I was driving from a meeting yesterday and flipped on CNBC (on the radio) to hear about the latest carnage
on Wall Street. For the next five minutes, I cringed, and actually felt sympathy for a senior executive at one of the leading credit rating agencies as he was beaten up and bludgeoned by anchors Maria Bartiromo and Bob Pisanti.
This spokesman (the head of finance at the company) had clearly been called on the show to offer commentary on the continuing crisis. The problem is that he wasn't even remotely close to being prepared to answer any of the hard ball, tough questions that were about to be thrown at him.
Someone back at the company's fort really screwed up on this one. He/she (or they) should have realized the most obvious point— all the rating agencies are seen as culprits in creating this mess because of their inexcusable Triple-A ratings of AIG (up until Monday.) And then, for making matters even worse (as we watched with horror) when they decided to cut the same rating, thereby sending AIG into a free fall, nose dive.
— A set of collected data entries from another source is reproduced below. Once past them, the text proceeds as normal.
use std::fmt;

use crate::ai::errors::{AiError, Result};

/// Code used where no outcome has been picked.
pub const OUTCOME_NONE: i32 = -1;

/// Number of outcomes, the size of any table keyed by outcome.
pub const OUTCOME_COUNT: usize = 15;

/// What the rules can end up recommending. The discriminant is the stable
/// outcome code.
#[cfg_attr(feature = "serde", derive(serde::Serialize, serde::Deserialize))]
#[cfg_attr(feature = "arbitrary", derive(arbitrary::Arbitrary))]
#[derive(Debug, Clone, Copy, PartialEq, Eq, PartialOrd, Ord, Hash)]
pub enum Outcome {
    Fold = 0,
    Check = 1,
    Limp = 2,
    Steal = 3,
    OpenPot = 4,
    Call = 5,
    Raise = 6,
    SemiBluff = 7,
    Trap = 8,
    SlowPlay = 9,
    CheckRaise = 10,
    Bet = 11,
    AllIn = 12,
    ContinuationBet = 13,
    Bluff = 14,
}

impl Outcome {
    pub const ALL: [Outcome; OUTCOME_COUNT] = [
        Outcome::Fold,
        Outcome::Check,
        Outcome::Limp,
        Outcome::Steal,
        Outcome::OpenPot,
        Outcome::Call,
        Outcome::Raise,
        Outcome::SemiBluff,
        Outcome::Trap,
        Outcome::SlowPlay,
        Outcome::CheckRaise,
        Outcome::Bet,
        Outcome::AllIn,
        Outcome::ContinuationBet,
        Outcome::Bluff,
    ];

    pub fn code(&self) -> i32 {
        *self as i32
    }

    /// Look an outcome up by code. `OUTCOME_NONE` is `None`.
    pub fn from_code(code: i32) -> Result<Option<Outcome>> {
        if code == OUTCOME_NONE {
            return Ok(None);
        }
        usize::try_from(code)
            .ok()
            .and_then(|i| Self::ALL.get(i).copied())
            .map(Some)
            .ok_or(AiError::UnknownOutcome(code))
    }

    pub fn index(&self) -> usize {
        *self as usize
    }

    /// The short name used in rule tables and logs.
    pub fn name(&self) -> &'static str {
        match self {
            Outcome::Fold => "fold",
            Outcome::Check => "check",
            Outcome::Limp => "limp",
            Outcome::Steal => "steal",
            Outcome::OpenPot => "openpot",
            Outcome::Call => "call",
            Outcome::Raise => "raisevalue",
            Outcome::SemiBluff => "semibluff",
            Outcome::Trap => "trap",
            Outcome::SlowPlay => "slowplay",
            Outcome::CheckRaise => "checkraise",
            Outcome::Bet => "bet",
            Outcome::AllIn => "allin",
            Outcome::ContinuationBet => "continuationbet",
            Outcome::Bluff => "bluff",
        }
    }
}

impl fmt::Display for Outcome {
    fn fmt(&self, f: &mut fmt::Formatter<'_>) -> fmt::Result {
        f.write_str(self.name())
    }
}

impl TryFrom<i32> for Outcome {
    type Error = AiError;

    fn try_from(code: i32) -> Result<Self> {
        Outcome::from_code(code)?.ok_or(AiError::UnknownOutcome(code))
    }
}

/// The game facts a rule can look at. Gaps in the codes are kept so that
/// saved rule tables stay readable.
#[cfg_attr(feature = "serde", derive(serde::Serialize, serde::Deserialize))]
#[derive(Debug, Clone, Copy, PartialEq, Eq, PartialOrd, Ord, Hash)]
pub enum Factor {
    Default = 0,
    HandSelection = 1,
    BlindStealing = 2,
    LeftToAct = 3,
    Position = 8,
    StackSize = 9,
    PotOdds = 11,
    RawHandStrength = 12,
    BiasedHandStrength = 13,
    HandPotential = 14,
    BetToCall = 15,
    Aggression = 18,
    StealSuspected = 20,
    StraightDraw = 22,
    FlushDraw = 23,
    ProbeBet = 25,
    PlayersLeft = 26,
    FirstPreFlopRaiser = 27,
    LastPreFlopRaiser = 28,
    OnlyPreFlopRaiser = 29,
    PreFlopPosition = 30,
    RaiserStackSize = 31,
    ImpliedOdds = 32,
    RaiserPosition = 33,
    ReraiserPosition = 34,
    Boredom = 35,
    Steam = 36,
    FirstAction = 37,
    OutdrawRisk = 38,
    CheckedAround = 39,
    BlindsClosing = 40,
    OpponentBetFrequency = 41,
    OpponentRaiseFrequency = 42,
    OpponentOverbetFrequency = 43,
    OpponentBetFoldFrequency = 44,
    StealPotential = 45,
}

impl Factor {
    pub fn code(&self) -> i32 {
        *self as i32
    }

    pub fn name(&self) -> &'static str {
        match self {
            Factor::Default => "default",
            Factor::HandSelection => "handselection",
            Factor::BlindStealing => "blindstealing",
            Factor::LeftToAct => "lefttoact",
            Factor::Position => "position",
            Factor::StackSize => "stacksize",
            Factor::PotOdds => "potodds",
            Factor::RawHandStrength => "rawhandstrength",
            Factor::BiasedHandStrength => "biasedhandstrength",
            Factor::HandPotential => "handpotential",
            Factor::BetToCall => "bettocall",
            Factor::Aggression => "aggression",
            Factor::StealSuspected => "stealsuspected",
            Factor::StraightDraw => "straightdraw",
            Factor::FlushDraw => "flushdraw",
            Factor::ProbeBet => "probebet",
            Factor::PlayersLeft => "playersleft",
            Factor::FirstPreFlopRaiser => "firstpreflopraiser",
            Factor::LastPreFlopRaiser => "lastpreflopraiser",
            Factor::OnlyPreFlopRaiser => "onlypreflopraiser",
            Factor::PreFlopPosition => "preflopposition",
            Factor::RaiserStackSize => "raiserstacksize",
            Factor::ImpliedOdds => "impliedodds",
            Factor::RaiserPosition => "raiserposition",
            Factor::ReraiserPosition => "reraiserposition",
            Factor::Boredom => "boredom",
            Factor::Steam => "steam",
            Factor::FirstAction => "firstaction",
            Factor::OutdrawRisk => "outdrawrisk",
            Factor::CheckedAround => "checkedaround",
            Factor::BlindsClosing => "blindsclosing",
            Factor::OpponentBetFrequency => "opponentbetfrequency",
            Factor::OpponentRaiseFrequency => "opponentraisefrequency",
            Factor::OpponentOverbetFrequency => "opponentoverbetfrequency",
            Factor::OpponentBetFoldFrequency => "opponentbetfoldfrequency",
            Factor::StealPotential => "stealpotential",
        }
    }
}

impl fmt::Display for Factor {
    fn fmt(&self, f: &mut fmt::Formatter<'_>) -> fmt::Result {
        f.write_str(self.name())
    }
}

/// How a normalized factor is bent before weighting.
#[cfg_attr(feature = "serde", derive(serde::Serialize, serde::Deserialize))]
#[derive(Debug, Clone, Copy, PartialEq, Eq, Hash, Default)]
pub enum Curve {
    #[default]
    Linear = 1,
    Square = 2,
    Cube = 3,
}

impl Curve {
    pub fn degree(&self) -> i32 {
        *self as i32
    }

    pub fn apply(&self, x: f32) -> f32 {
        x.powi(self.degree())
    }
}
This senior executive was asked two key questions repeatedly: What was your thinking/methodology behind giving the Triple A rating in the first place? Why on earth would you cut the rating at the worst possible time knowing that this could take down AIG and our economy with it?
He should have been prepared to concisely answer both, or the interview should never have been allowed. Instead, he tried to bridge away, evade or simply claim ignorance every time the CNBC duo put the screws to him. Honestly, it became sad after the seventh time both hot headed anchors tried to nail him down (and actually said "Why are you evading our questions?".) I thought the senior executive was going to lose it.
The point behind all of this is that PR executives should never allow this to happen. It was clear that this executive was media trained because over and over again he bridged back to the same unbelievable and tedious message. That simply doesn't work. This executive was a guest for one reason only— To answer for his part of the mess.
If your company is part of a crisis, then live in reality and think about the toughest questions that could be asked. There is no bridging allowed in this case, unless your executive answers the actual question first. So, either have that ready or don't do the interview. Because all of the media training in the world won't help you side step the impending doom.
There is no doubt that whoever watched this interview thinks less of this rating agency now, than was ever thinkable before.


A very good point, Ed--while best, of course, is to be able to give a helpful and honest answer that also presents your company in a good light, there are times when you just can't do that. Times when the only answer is
A We were stupid
B We were negligent
C We were paid off
D All of the above
and in cases like that, you're better off not doing the interview at all.